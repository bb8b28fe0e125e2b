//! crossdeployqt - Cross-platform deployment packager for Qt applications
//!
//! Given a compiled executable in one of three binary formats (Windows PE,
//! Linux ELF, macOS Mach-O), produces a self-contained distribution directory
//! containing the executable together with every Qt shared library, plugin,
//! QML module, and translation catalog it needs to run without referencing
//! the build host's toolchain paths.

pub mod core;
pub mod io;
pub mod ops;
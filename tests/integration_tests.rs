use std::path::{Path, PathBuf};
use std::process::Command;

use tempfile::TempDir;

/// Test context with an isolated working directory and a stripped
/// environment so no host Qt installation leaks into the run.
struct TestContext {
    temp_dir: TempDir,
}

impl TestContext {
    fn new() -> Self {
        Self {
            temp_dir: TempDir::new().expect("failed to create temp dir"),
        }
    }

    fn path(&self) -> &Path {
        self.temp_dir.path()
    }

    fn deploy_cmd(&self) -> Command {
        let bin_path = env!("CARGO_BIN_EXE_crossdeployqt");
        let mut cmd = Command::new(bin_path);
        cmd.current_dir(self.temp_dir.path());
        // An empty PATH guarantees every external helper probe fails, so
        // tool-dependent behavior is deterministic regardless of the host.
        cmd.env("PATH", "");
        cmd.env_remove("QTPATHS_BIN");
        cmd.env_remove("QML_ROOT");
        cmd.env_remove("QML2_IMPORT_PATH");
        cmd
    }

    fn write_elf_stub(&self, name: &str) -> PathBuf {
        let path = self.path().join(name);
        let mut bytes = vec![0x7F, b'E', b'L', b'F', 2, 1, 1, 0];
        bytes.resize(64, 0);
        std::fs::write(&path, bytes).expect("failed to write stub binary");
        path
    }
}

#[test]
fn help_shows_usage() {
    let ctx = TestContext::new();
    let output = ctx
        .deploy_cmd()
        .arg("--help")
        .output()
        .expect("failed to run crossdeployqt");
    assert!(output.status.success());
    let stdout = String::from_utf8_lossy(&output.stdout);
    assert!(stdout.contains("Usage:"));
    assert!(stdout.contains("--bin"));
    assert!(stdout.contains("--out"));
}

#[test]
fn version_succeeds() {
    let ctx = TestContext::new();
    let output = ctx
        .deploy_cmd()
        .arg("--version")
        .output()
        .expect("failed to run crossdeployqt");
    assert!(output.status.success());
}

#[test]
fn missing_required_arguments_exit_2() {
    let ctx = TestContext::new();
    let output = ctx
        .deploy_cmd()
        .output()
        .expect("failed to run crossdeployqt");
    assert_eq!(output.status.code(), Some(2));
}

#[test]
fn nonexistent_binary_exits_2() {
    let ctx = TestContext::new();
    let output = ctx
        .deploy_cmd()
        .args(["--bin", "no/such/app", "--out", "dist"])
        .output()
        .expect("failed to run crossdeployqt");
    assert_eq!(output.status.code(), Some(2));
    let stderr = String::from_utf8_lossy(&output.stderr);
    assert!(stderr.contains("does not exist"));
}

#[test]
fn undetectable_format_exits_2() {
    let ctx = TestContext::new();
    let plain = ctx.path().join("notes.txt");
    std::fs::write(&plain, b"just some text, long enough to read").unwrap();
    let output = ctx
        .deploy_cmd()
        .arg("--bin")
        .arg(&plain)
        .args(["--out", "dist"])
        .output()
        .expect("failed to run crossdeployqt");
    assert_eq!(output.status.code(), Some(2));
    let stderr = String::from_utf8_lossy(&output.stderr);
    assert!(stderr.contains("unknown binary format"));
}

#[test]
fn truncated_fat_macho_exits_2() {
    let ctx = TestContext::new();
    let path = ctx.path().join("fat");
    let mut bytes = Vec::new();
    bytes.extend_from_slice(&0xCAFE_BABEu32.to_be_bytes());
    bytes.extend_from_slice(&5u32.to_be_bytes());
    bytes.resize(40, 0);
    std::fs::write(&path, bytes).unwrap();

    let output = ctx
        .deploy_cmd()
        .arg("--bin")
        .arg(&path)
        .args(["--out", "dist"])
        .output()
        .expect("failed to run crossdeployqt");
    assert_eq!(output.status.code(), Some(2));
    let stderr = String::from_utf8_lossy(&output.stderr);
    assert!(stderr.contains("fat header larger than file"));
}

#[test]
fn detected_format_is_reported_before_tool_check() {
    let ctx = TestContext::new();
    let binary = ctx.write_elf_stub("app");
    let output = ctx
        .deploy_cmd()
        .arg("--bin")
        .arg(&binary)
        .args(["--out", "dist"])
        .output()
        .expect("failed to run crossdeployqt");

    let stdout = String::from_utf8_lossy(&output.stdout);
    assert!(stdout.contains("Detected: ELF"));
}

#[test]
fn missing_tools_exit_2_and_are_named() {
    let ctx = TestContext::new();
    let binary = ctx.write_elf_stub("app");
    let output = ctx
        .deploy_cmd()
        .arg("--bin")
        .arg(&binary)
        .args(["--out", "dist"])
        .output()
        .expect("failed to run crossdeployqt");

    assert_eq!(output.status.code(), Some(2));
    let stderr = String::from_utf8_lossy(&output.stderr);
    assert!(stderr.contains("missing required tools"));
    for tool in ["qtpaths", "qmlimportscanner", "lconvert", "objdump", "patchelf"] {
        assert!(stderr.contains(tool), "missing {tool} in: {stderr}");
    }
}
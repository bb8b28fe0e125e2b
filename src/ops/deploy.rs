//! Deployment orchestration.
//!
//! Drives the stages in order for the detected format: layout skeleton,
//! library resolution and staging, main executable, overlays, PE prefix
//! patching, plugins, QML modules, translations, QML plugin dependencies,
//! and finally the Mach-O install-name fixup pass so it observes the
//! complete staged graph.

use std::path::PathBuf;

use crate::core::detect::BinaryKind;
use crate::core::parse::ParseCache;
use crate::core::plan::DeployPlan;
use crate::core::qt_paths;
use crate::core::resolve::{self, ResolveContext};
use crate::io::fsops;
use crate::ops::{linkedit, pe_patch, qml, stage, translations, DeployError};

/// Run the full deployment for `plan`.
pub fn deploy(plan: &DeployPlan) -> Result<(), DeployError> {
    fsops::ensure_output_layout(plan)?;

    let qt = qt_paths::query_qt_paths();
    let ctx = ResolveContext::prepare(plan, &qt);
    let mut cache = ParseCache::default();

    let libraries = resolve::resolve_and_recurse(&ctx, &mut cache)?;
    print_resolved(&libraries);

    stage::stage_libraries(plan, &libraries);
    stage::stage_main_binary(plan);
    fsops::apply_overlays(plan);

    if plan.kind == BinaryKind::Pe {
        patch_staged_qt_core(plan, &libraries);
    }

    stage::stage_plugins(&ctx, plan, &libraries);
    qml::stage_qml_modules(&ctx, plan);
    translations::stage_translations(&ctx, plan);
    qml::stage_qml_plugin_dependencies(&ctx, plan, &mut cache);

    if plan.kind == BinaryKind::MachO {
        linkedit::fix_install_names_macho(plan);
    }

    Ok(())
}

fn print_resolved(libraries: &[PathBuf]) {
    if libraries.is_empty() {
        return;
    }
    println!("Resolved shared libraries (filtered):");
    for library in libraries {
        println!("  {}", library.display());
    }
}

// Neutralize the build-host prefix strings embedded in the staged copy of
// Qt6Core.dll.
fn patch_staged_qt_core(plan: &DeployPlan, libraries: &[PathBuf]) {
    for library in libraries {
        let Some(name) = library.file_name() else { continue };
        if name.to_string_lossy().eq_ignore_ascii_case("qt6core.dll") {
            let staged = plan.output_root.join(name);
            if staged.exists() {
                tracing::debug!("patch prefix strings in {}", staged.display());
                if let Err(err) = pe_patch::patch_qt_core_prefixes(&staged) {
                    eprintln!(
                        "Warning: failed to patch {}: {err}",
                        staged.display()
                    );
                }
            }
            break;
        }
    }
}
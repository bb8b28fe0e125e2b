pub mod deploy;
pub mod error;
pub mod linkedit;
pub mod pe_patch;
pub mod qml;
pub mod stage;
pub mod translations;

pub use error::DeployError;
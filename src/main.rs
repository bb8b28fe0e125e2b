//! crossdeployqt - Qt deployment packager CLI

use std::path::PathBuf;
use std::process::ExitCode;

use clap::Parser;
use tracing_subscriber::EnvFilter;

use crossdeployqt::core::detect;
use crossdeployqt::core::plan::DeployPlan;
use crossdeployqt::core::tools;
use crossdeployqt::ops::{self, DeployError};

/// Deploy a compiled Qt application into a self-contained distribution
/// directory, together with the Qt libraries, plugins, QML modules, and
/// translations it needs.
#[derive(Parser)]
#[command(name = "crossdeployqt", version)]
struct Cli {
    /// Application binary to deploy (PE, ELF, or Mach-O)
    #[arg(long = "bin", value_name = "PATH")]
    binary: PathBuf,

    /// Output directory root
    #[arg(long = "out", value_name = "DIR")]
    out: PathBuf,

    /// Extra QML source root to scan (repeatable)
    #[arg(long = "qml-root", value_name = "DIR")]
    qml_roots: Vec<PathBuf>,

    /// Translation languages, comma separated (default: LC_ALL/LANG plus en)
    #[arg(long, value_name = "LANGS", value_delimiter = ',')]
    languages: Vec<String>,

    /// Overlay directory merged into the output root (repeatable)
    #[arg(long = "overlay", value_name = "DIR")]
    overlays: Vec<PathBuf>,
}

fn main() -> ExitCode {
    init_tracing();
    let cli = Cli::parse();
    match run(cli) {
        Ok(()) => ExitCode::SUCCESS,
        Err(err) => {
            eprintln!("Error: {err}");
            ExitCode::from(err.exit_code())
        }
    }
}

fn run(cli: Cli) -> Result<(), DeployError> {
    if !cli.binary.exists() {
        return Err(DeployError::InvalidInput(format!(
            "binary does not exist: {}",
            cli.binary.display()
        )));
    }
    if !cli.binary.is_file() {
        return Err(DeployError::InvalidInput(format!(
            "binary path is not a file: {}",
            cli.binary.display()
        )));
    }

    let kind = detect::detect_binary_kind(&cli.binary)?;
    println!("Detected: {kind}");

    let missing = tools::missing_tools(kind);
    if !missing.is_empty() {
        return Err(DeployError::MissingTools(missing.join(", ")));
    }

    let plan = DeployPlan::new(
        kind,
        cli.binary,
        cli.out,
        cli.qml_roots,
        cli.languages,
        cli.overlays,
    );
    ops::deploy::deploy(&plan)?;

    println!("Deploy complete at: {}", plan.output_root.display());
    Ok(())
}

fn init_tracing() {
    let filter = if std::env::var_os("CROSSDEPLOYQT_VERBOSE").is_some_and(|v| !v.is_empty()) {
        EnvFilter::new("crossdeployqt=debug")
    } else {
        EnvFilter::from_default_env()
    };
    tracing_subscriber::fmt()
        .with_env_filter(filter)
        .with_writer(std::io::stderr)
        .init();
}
=====
- [Problem requirements] Match on "EnvFilter" and report each line of the data above that has it.

- [Solved exercise]
use tracing_subscriber::EnvFilter;
        EnvFilter::new("crossdeployqt=debug")
        EnvFilter::from_default_env()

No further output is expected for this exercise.